[Stored items]
§ §

//! Hardware inventory from /proc, SMBIOS tables and sysfs

use std::fs;

use sysinfo::Disks;

use super::{drm_cards, entries_with_prefix, read_attr, HostRoot};
use crate::error::{read_to_string, TelemetryError, TelemetryResult};
use crate::platform::{BlockDeviceInfo, InventoryProvider, MemoryExtended, ProcessorInventory, VolumeInfo};
use crate::telemetry::inventory::{MemoryModule, VideoController};

/// Parse /proc/cpuinfo into name, vendor and core counts.
pub fn parse_cpuinfo(content: &str) -> ProcessorInventory {
    let mut inv = ProcessorInventory::default();
    let mut cores = std::collections::HashSet::new();
    let mut physical_id = String::new();

    for line in content.lines() {
        let Some((key, value)) = line.split_once(':') else {
            continue;
        };
        let value = value.trim();
        match key.trim() {
            "processor" => inv.logical_processors += 1,
            "model name" if inv.name.is_empty() => inv.name = value.to_string(),
            "vendor_id" if inv.vendor.is_empty() => inv.vendor = value.to_string(),
            "physical id" => physical_id = value.to_string(),
            "core id" => {
                cores.insert((physical_id.clone(), value.to_string()));
            }
            _ => {}
        }
    }
    inv.physical_cores = cores.len();
    inv
}

fn meminfo_bytes(content: &str, key: &str) -> u64 {
    content
        .lines()
        .find_map(|l| l.strip_prefix(key))
        .and_then(|rest| rest.split_whitespace().next())
        .and_then(|kb| kb.parse::<u64>().ok())
        .map(|kb| kb * 1024)
        .unwrap_or(0)
}

pub fn parse_meminfo_extended(content: &str) -> MemoryExtended {
    MemoryExtended {
        committed: meminfo_bytes(content, "Committed_AS:"),
        cached: meminfo_bytes(content, "Cached:"),
        paged_pool: meminfo_bytes(content, "SReclaimable:"),
        non_paged_pool: meminfo_bytes(content, "SUnreclaim:"),
    }
}

fn smbios_u8(raw: &[u8], offset: usize) -> Option<u8> {
    raw.get(offset).copied()
}

fn smbios_u16(raw: &[u8], offset: usize) -> Option<u16> {
    Some(u16::from_le_bytes([*raw.get(offset)?, *raw.get(offset + 1)?]))
}

fn smbios_u32(raw: &[u8], offset: usize) -> Option<u32> {
    Some(u32::from_le_bytes([
        *raw.get(offset)?,
        *raw.get(offset + 1)?,
        *raw.get(offset + 2)?,
        *raw.get(offset + 3)?,
    ]))
}

/// String `index` (1-based) from the string set following the formatted area.
fn smbios_string(raw: &[u8], index: u8) -> String {
    let Some(len) = smbios_u8(raw, 1) else {
        return String::new();
    };
    if index == 0 || raw.len() <= len as usize {
        return String::new();
    }
    raw[len as usize..]
        .split(|b| *b == 0)
        .nth(index as usize - 1)
        .map(|s| String::from_utf8_lossy(s).trim().to_string())
        .unwrap_or_default()
}

/// Decode one SMBIOS type 17 (Memory Device) structure. Empty slots yield
/// `None`.
pub fn parse_memory_device(raw: &[u8]) -> Option<MemoryModule> {
    if smbios_u8(raw, 0)? != 17 {
        return None;
    }
    let size_field = smbios_u16(raw, 0x0C)?;
    let size_bytes = match size_field {
        0 | 0xFFFF => return None,
        0x7FFF => smbios_u32(raw, 0x1C).map(|mb| mb as u64 * 1024 * 1024)?,
        s if s & 0x8000 != 0 => (s & 0x7FFF) as u64 * 1024,
        s => s as u64 * 1024 * 1024,
    };

    Some(MemoryModule {
        size_bytes,
        form_factor: smbios_u8(raw, 0x0E).unwrap_or(0),
        memory_type: smbios_u8(raw, 0x12).unwrap_or(0),
        speed_mts: smbios_u16(raw, 0x15).unwrap_or(0) as u32,
        manufacturer: smbios_string(raw, smbios_u8(raw, 0x17).unwrap_or(0)),
        part_number: smbios_string(raw, smbios_u8(raw, 0x1A).unwrap_or(0)),
        configured_speed_mts: smbios_u16(raw, 0x20).unwrap_or(0) as u32,
    })
}

/// Total slots from SMBIOS type 16 (Physical Memory Array).
pub fn parse_memory_array_slots(raw: &[u8]) -> Option<usize> {
    if smbios_u8(raw, 0)? != 16 {
        return None;
    }
    smbios_u16(raw, 0x0D).map(|n| n as usize)
}

/// Parent disk of a partition ("nvme0n1p2" -> "nvme0n1", "sda1" -> "sda").
pub fn parent_device(device: &str) -> String {
    let trimmed = device.trim_end_matches(|c: char| c.is_ascii_digit());
    if device.starts_with("nvme") || device.starts_with("mmcblk") {
        match device.rfind('p') {
            Some(i) if i + 1 < device.len() && device[i + 1..].chars().all(|c| c.is_ascii_digit()) => {
                device[..i].to_string()
            }
            _ => device.to_string(),
        }
    } else if trimmed.is_empty() {
        device.to_string()
    } else {
        trimmed.to_string()
    }
}

#[derive(Debug, Clone, Default)]
pub struct LinuxInventory {
    root: HostRoot,
}

impl LinuxInventory {
    pub fn new(root: HostRoot) -> Self {
        Self { root }
    }

    fn dmi_entries(&self, kind: u8) -> TelemetryResult<Vec<Vec<u8>>> {
        let dir = self.root.sys("firmware/dmi/entries");
        if !dir.exists() {
            return Err(TelemetryError::Unavailable(dir.display().to_string()));
        }
        let mut raws = Vec::new();
        for entry in entries_with_prefix(&dir, &format!("{}-", kind)) {
            let path = entry.join("raw");
            match fs::read(&path) {
                Ok(raw) => raws.push(raw),
                Err(err) => return Err(TelemetryError::from_io(&path, err)),
            }
        }
        Ok(raws)
    }
}

impl InventoryProvider for LinuxInventory {
    fn processor(&self) -> TelemetryResult<ProcessorInventory> {
        let inv = parse_cpuinfo(&read_to_string(&self.root.proc("cpuinfo"))?);
        if inv.logical_processors == 0 {
            return Err(TelemetryError::parse("/proc/cpuinfo", "no processors"));
        }
        Ok(inv)
    }

    fn memory_modules(&self) -> TelemetryResult<Vec<MemoryModule>> {
        Ok(self
            .dmi_entries(17)?
            .iter()
            .filter_map(|raw| parse_memory_device(raw))
            .collect())
    }

    fn memory_slots(&self) -> TelemetryResult<usize> {
        let slots: usize = self
            .dmi_entries(16)?
            .iter()
            .filter_map(|raw| parse_memory_array_slots(raw))
            .sum();
        if slots == 0 {
            return Err(TelemetryError::Unavailable("memory array".into()));
        }
        Ok(slots)
    }

    fn memory_extended(&self) -> TelemetryResult<MemoryExtended> {
        Ok(parse_meminfo_extended(&read_to_string(&self.root.proc("meminfo"))?))
    }

    fn video_controllers(&self) -> TelemetryResult<Vec<VideoController>> {
        let cards = drm_cards(&self.root);
        if cards.is_empty() {
            return Err(TelemetryError::Unavailable("video controllers".into()));
        }
        let kernel = read_attr(&self.root.proc("sys/kernel/osrelease")).unwrap_or_default();
        Ok(cards
            .into_iter()
            .map(|card| {
                // Out-of-tree drivers carry a module version; in-tree ones
                // follow the kernel.
                let driver_version = read_attr(&self.root.sys(format!("module/{}/version", card.driver)))
                    .unwrap_or_else(|| kernel.clone());
                VideoController {
                    name: card.name,
                    driver_version,
                    driver_date: String::new(),
                }
            })
            .collect())
    }

    fn volumes(&self) -> TelemetryResult<Vec<VolumeInfo>> {
        let disks = Disks::new_with_refreshed_list();
        let volumes: Vec<VolumeInfo> = disks
            .list()
            .iter()
            .filter(|d| d.total_space() > 0 && !d.is_removable())
            .map(|d| {
                let mount_point = d.mount_point().display().to_string();
                let device = d.name().to_string_lossy();
                VolumeInfo {
                    name: mount_point.clone(),
                    is_system: mount_point == "/",
                    mount_point,
                    device: device.trim_start_matches("/dev/").to_string(),
                    file_system: d.file_system().to_string_lossy().into_owned(),
                    total_bytes: d.total_space(),
                    available_bytes: d.available_space(),
                    is_removable: d.is_removable(),
                }
            })
            .collect();
        if volumes.is_empty() {
            return Err(TelemetryError::Unavailable("fixed volumes".into()));
        }
        Ok(volumes)
    }

    fn block_device(&self, device: &str) -> TelemetryResult<BlockDeviceInfo> {
        let dir = self.root.sys(format!("block/{}", parent_device(device)));
        if !dir.exists() {
            return Err(TelemetryError::Unavailable(dir.display().to_string()));
        }
        Ok(BlockDeviceInfo {
            model: read_attr(&dir.join("device/model")).unwrap_or_default(),
            rotational: read_attr(&dir.join("queue/rotational")).map(|r| r == "1"),
        })
    }
}

#[cfg(test)]
mod tests {
    use super::*;
    use crate::platform::linux::fixture;
    use pretty_assertions::assert_eq;

    fn memory_device(size: u16, extended_mb: u32) -> Vec<u8> {
        let mut raw = vec![0u8; 0x28];
        raw[0] = 17;
        raw[1] = 0x28;
        raw[0x0C..0x0E].copy_from_slice(&size.to_le_bytes());
        raw[0x0E] = 8; // DIMM
        raw[0x12] = 26; // DDR4
        raw[0x15..0x17].copy_from_slice(&3200u16.to_le_bytes());
        raw[0x17] = 1;
        raw[0x1A] = 2;
        raw[0x1C..0x20].copy_from_slice(&extended_mb.to_le_bytes());
        raw[0x20..0x22].copy_from_slice(&3600u16.to_le_bytes());
        raw.extend_from_slice(b"G.Skill\0F4-3600C16-16GTZNC\0\0");
        raw
    }

    #[test]
    fn test_parse_memory_device() {
        let module = parse_memory_device(&memory_device(16384, 0)).unwrap();
        assert_eq!(module.size_bytes, 16 * 1024 * 1024 * 1024);
        assert_eq!(module.form_factor, 8);
        assert_eq!(module.memory_type, 26);
        assert_eq!(module.speed_mts, 3200);
        assert_eq!(module.configured_speed_mts, 3600);
        assert_eq!(module.manufacturer, "G.Skill");
        assert_eq!(module.part_number, "F4-3600C16-16GTZNC");
    }

    #[test]
    fn test_parse_memory_device_extended_size_and_empty_slot() {
        let module = parse_memory_device(&memory_device(0x7FFF, 65536)).unwrap();
        assert_eq!(module.size_bytes, 64 * 1024 * 1024 * 1024);
        assert!(parse_memory_device(&memory_device(0, 0)).is_none());
    }

    #[test]
    fn test_parse_cpuinfo_counts_cores() {
        let content = "processor\t: 0\nvendor_id\t: AuthenticAMD\nmodel name\t: AMD Ryzen 7 7700X\nphysical id\t: 0\ncore id\t\t: 0\n\n\
                       processor\t: 1\nphysical id\t: 0\ncore id\t\t: 0\n\n\
                       processor\t: 2\nphysical id\t: 0\ncore id\t\t: 1\n\n";
        let inv = parse_cpuinfo(content);
        assert_eq!(inv.name, "AMD Ryzen 7 7700X");
        assert_eq!(inv.vendor, "AuthenticAMD");
        assert_eq!(inv.logical_processors, 3);
        assert_eq!(inv.physical_cores, 2);
    }

    #[test]
    fn test_meminfo_extended() {
        let ext = parse_meminfo_extended(
            "MemTotal: 100 kB\nCached: 2 kB\nSwapCached: 9 kB\nCommitted_AS: 3 kB\nSReclaimable: 4 kB\nSUnreclaim: 5 kB\n",
        );
        assert_eq!(ext.cached, 2048);
        assert_eq!(ext.committed, 3072);
        assert_eq!(ext.non_paged_pool, 5120);
    }

    #[test]
    fn test_parent_device() {
        assert_eq!(parent_device("nvme0n1p2"), "nvme0n1");
        assert_eq!(parent_device("nvme0n1"), "nvme0n1");
        assert_eq!(parent_device("sda1"), "sda");
        assert_eq!(parent_device("mmcblk0p1"), "mmcblk0");
    }

    #[test]
    fn test_block_device_rotational() {
        let dir = tempfile::tempdir().unwrap();
        fixture::write(dir.path(), "sys/block/sda/queue/rotational", "1\n");
        fixture::write(dir.path(), "sys/block/sda/device/model", "WDC WD40EFRX\n");
        let inv = LinuxInventory::new(HostRoot::at(dir.path()));
        let info = inv.block_device("sda3").unwrap();
        assert_eq!(info.rotational, Some(true));
        assert_eq!(info.model, "WDC WD40EFRX");
        assert!(inv.block_device("nvme9n9").is_err());
    }

    #[test]
    fn test_dmi_slots() {
        let dir = tempfile::tempdir().unwrap();
        let mut raw = vec![0u8; 0x17];
        raw[0] = 16;
        raw[1] = 0x17;
        raw[0x0D] = 4;
        let path = dir.path().join("sys/firmware/dmi/entries/16-0");
        fs::create_dir_all(&path).unwrap();
        fs::write(path.join("raw"), raw).unwrap();
        let inv = LinuxInventory::new(HostRoot::at(dir.path()));
        assert_eq!(inv.memory_slots().unwrap(), 4);
    }
}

§ §

**Exercise description**
Using the records above, count the lines containing "TelemetryResult". Give no words besides the number.

**The answer**
9